В психологическом плане современного циника позволительно понимать как пограничную разновидность меланхолика, способного держать под контролем депрессивные симптомы и оставаться до некоторой степени трудоспособным. Да, говоря о современном цинизме, весьма важно отметить существенную способность его носителей к труду вопреки всему, после всего и даже тем более после всего. Диффузный цинизм давно захватил ключевые позиции в обществе – в президиумах, в парламентах, в наблюдательных советах, в дирекциях предприятий, среди лекторов
и среди практиков, на факультетах, в канцеляриях и в редакциях. Вся их деятельность протекает с привкусом некоторой элегантной горечи. Ведь циники не глупы, и они вполне видят в перспективе то Ничто, к которому все движется. Однако устройство их души достаточно эластично, чтобы вмещать постоянное сомнение в смысле собственной деятельности, осуществляемой ради выживания. Они сознают, что делают, но тем не менее делают это, поскольку действовать так им подсказывают положение вещей и инстинкт самосохранения на ближайшую перспективу – они говорят на одном и том же языке: «Приходится, ничего не попишешь». Иначе то же самое делал бы кто-то другой, и, возможно, еще хуже. Таким образом, новый интегрированный цинизм часто испытывает даже вполне понятное чувство – он ощущает себя жертвой и чувствует, что приносит жертвы. За твердокаменным фасадом прилежного подыгрывания другим скрыты ранимость, неудовлетворенность и немалая потребность проливать слезы. В этом есть нечто от печали по «утраченной невинности» – печали, вызванной тем, что человек знает то лучшее, против которого оказывается направленной сегодня вся его деятельность и все труды.Так мы обретаем первую дефиницию: цинизм – это просвещенное ложное сознание
[10]. Модернизированное несчастное сознание, над которым уже поработало Просвещение – небезрезультатно и в то же время напрасно. Оно усвоило наставления просветителей, но не осуществило того, к чему они призывали, и, пожалуй, не могло осуществить. Богатое и убогое одновременно, это сознание уже чувствует себя неуязвимым для атак любой критики идеологий; его ложность уже способна дать отпор.«Просвещенное ложное сознание» – может показаться, что выбрать такую формулировку значило бы нанести удар по просветительской традиции. Сам этот тезис есть проявление цинизма в кристаллизованном состоянии. Однако он заявляет реальное притязание на значимость; его содержание и его необходимость раскрываются в предлагаемом эссе. С логической точки зрения перед нами парадокс: как же может и какое право имеет просвещенное сознание быть ложным? Именно об этом здесь и пойдет речь.

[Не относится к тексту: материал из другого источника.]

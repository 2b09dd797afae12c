//! Core card-related types: Card, Rank, Suit

/// The four suits of the Austrian pattern. Suits have no ranking among
/// themselves; the derived `Ord` exists only for stable sorting.
#[derive(Debug, Copy, Clone, Eq, PartialEq, Ord, PartialOrd, Hash)]
pub enum Suit {
    Hearts,
    Bells,
    Leaves,
    Acorns,
}

impl Suit {
    pub const ALL: [Suit; 4] = [Suit::Hearts, Suit::Bells, Suit::Leaves, Suit::Acorns];

    pub const fn name(self) -> &'static str {
        match self {
            Suit::Hearts => "hearts",
            Suit::Bells => "bells",
            Suit::Leaves => "leaves",
            Suit::Acorns => "acorns",
        }
    }
}

/// Ranks, declared strongest first. The derived `Ord` is for sorting only;
/// compare trick strength with [`Rank::strength`].
#[derive(Debug, Copy, Clone, Eq, PartialEq, Ord, PartialOrd, Hash)]
pub enum Rank {
    Ace,
    Ten,
    King,
    Queen,
    Jack,
}

impl Rank {
    pub const ALL: [Rank; 5] = [Rank::Ace, Rank::Ten, Rank::King, Rank::Queen, Rank::Jack];

    /// Card points counted towards the 66.
    pub const fn points(self) -> u16 {
        match self {
            Rank::Ace => 11,
            Rank::Ten => 10,
            Rank::King => 4,
            Rank::Queen => 3,
            Rank::Jack => 2,
        }
    }

    /// Trick-taking strength; higher beats lower within a suit.
    pub const fn strength(self) -> u8 {
        match self {
            Rank::Ace => 4,
            Rank::Ten => 3,
            Rank::King => 2,
            Rank::Queen => 1,
            Rank::Jack => 0,
        }
    }

    pub const fn name(self) -> &'static str {
        match self {
            Rank::Ace => "ace",
            Rank::Ten => "ten",
            Rank::King => "king",
            Rank::Queen => "queen",
            Rank::Jack => "jack",
        }
    }
}

/// A card of the 20-card deck. Suit and rank together are its identity.
#[derive(Debug, Copy, Clone, Eq, PartialEq, Hash)]
pub struct Card {
    pub suit: Suit,
    pub rank: Rank,
}

impl Card {
    pub const fn new(suit: Suit, rank: Rank) -> Self {
        Self { suit, rank }
    }

    pub const fn points(self) -> u16 {
        self.rank.points()
    }

    /// Stable identity string, e.g. `"hearts-ace"`.
    pub fn id(self) -> String {
        format!("{}-{}", self.suit.name(), self.rank.name())
    }
}

// Note: Ord on Card is only for stable sorting (suit, then strongest rank first).
// Do not use for trick resolution; see `cards_logic::lead_wins`.
impl Ord for Card {
    fn cmp(&self, other: &Self) -> std::cmp::Ordering {
        match self.suit.cmp(&other.suit) {
            std::cmp::Ordering::Equal => self.rank.cmp(&other.rank),
            ord => ord,
        }
    }
}

impl PartialOrd for Card {
    fn partial_cmp(&self, other: &Self) -> Option<std::cmp::Ordering> {
        Some(self.cmp(other))
    }
}
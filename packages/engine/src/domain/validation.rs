//! Side-effect-free move validation.
//!
//! Checks run in a fixed order: turn first (an unknown player id is simply
//! not on turn), then game-over, then the checks specific to the move kind.
//! Following suit is never required, even after the talon is closed.

use super::cards_logic::{can_announce_marriage, hand_has_card};
use super::moves::Move;
use super::state::{GameState, Player};
use crate::config::GameConfig;
use crate::domain::{Card, Rank, Suit};
use crate::errors::MoveError;

pub fn validate_move(state: &GameState, config: &GameConfig, mv: &Move) -> Result<(), MoveError> {
    if mv.player_id() != &state.current_player_id {
        return Err(MoveError::NotYourTurn);
    }
    if !state.phase.accepts_moves() {
        return Err(MoveError::GameFinished);
    }
    let player = state
        .player(mv.player_id())
        .ok_or(MoveError::NotYourTurn)?;

    match mv {
        Move::PlayCard { card, .. } => validate_play_card(player, *card),
        Move::CloseTalon { .. } => validate_close_talon(state, config),
        Move::AnnounceMarriage { suit, .. } => validate_marriage(state, player, *suit),
        Move::ExchangeTrump { .. } => validate_trump_exchange(state, config, player),
    }
}

fn validate_play_card(player: &Player, card: Card) -> Result<(), MoveError> {
    if !player.hand.contains(&card) {
        return Err(MoveError::CardNotInHand);
    }
    Ok(())
}

fn validate_close_talon(state: &GameState, config: &GameConfig) -> Result<(), MoveError> {
    if !config.allow_talon_close {
        return Err(MoveError::TalonCloseNotAllowed);
    }
    if state.talon_closed {
        return Err(MoveError::TalonAlreadyClosed);
    }
    if !state.current_trick.is_empty() {
        return Err(MoveError::CannotCloseDuringTrick);
    }
    Ok(())
}

fn validate_marriage(state: &GameState, player: &Player, suit: Suit) -> Result<(), MoveError> {
    if !can_announce_marriage(&player.hand, suit) {
        return Err(MoveError::NoMarriageInSuit);
    }
    if player.marriages.contains(&suit) {
        return Err(MoveError::MarriageAlreadyAnnounced);
    }
    if !state.current_trick.is_empty() {
        return Err(MoveError::MarriageOnlyWhenLeading);
    }
    Ok(())
}

fn validate_trump_exchange(
    state: &GameState,
    config: &GameConfig,
    player: &Player,
) -> Result<(), MoveError> {
    if !config.allow_trump_exchange {
        return Err(MoveError::TrumpExchangeNotAllowed);
    }
    if !hand_has_card(&player.hand, state.trump_suit, Rank::Jack) {
        return Err(MoveError::NoTrumpJackInHand);
    }
    if state.talon_closed {
        return Err(MoveError::CannotExchangeAfterClose);
    }
    if state.trump_card.is_none() {
        return Err(MoveError::TrumpCardTaken);
    }
    Ok(())
}
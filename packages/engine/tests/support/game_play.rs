//! Drivers that play whole games through the public engine API.

use rand::{Rng, SeedableRng};
use rand_chacha::ChaCha8Rng;
use schnapsen_engine::{Card, GameConfig, GameEngine, GameState, Move, PlayerId};

pub const MAX_MOVES: usize = 1000;

pub fn card(token: &str) -> Card {
    token.parse().expect("valid card token")
}

pub fn new_game(config: GameConfig) -> GameEngine {
    GameEngine::new("anna", "Anna", "bert", "Bert", config).expect("valid setup")
}

/// How a driver picks among the legal moves of the player on turn.
#[derive(Clone, Copy, Debug)]
pub enum Policy {
    /// Always the first listed move: plays the first card in hand.
    FirstCard,
    /// Uniformly random among all legal moves.
    Random,
    /// Random, but never a marriage, close, or exchange.
    RandomCardsOnly,
}

/// Play until the game finishes, returning every snapshot along the way
/// (the initial state first).
pub fn play_out(engine: &mut GameEngine, policy: Policy, seed: u64) -> Vec<GameState> {
    let mut rng = ChaCha8Rng::seed_from_u64(seed);
    let mut history = vec![engine.snapshot()];

    for _ in 0..MAX_MOVES {
        if engine.state().is_finished() {
            return history;
        }
        let to_act: PlayerId = engine.state().current_player_id.clone();
        let mut moves = engine.legal_moves(&to_act);
        if matches!(policy, Policy::RandomCardsOnly) {
            moves.retain(|m| matches!(m, Move::PlayCard { .. }));
        }
        assert!(!moves.is_empty(), "{to_act} is on turn with no legal move");

        let mv = match policy {
            Policy::FirstCard => moves.swap_remove(0),
            Policy::Random | Policy::RandomCardsOnly => {
                let i = rng.random_range(0..moves.len());
                moves.swap_remove(i)
            }
        };
        let next = engine.submit(mv).expect("legal move is accepted");
        history.push(next);
    }
    panic!("game did not finish within {MAX_MOVES} moves");
}

pub fn play_random(seed: u64) -> (GameEngine, Vec<GameState>) {
    let mut engine = new_game(GameConfig::with_seed(seed));
    let history = play_out(&mut engine, Policy::Random, seed);
    (engine, history)
}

Знать лучшее и делать худшее в пику ему – таково глобальное отношение, существующее сегодня в надстройке; тот, кто действует подобным образом, чувствует себя свободным от всяких иллюзий, но все же вынужденным опускаться уровнем ниже под давлением «власти вещей». Так в реальности положением вещей представляется то, что в логике является парадоксом, а в литературе – юмором; это формирует новую позицию сознания по отношению к «объективности».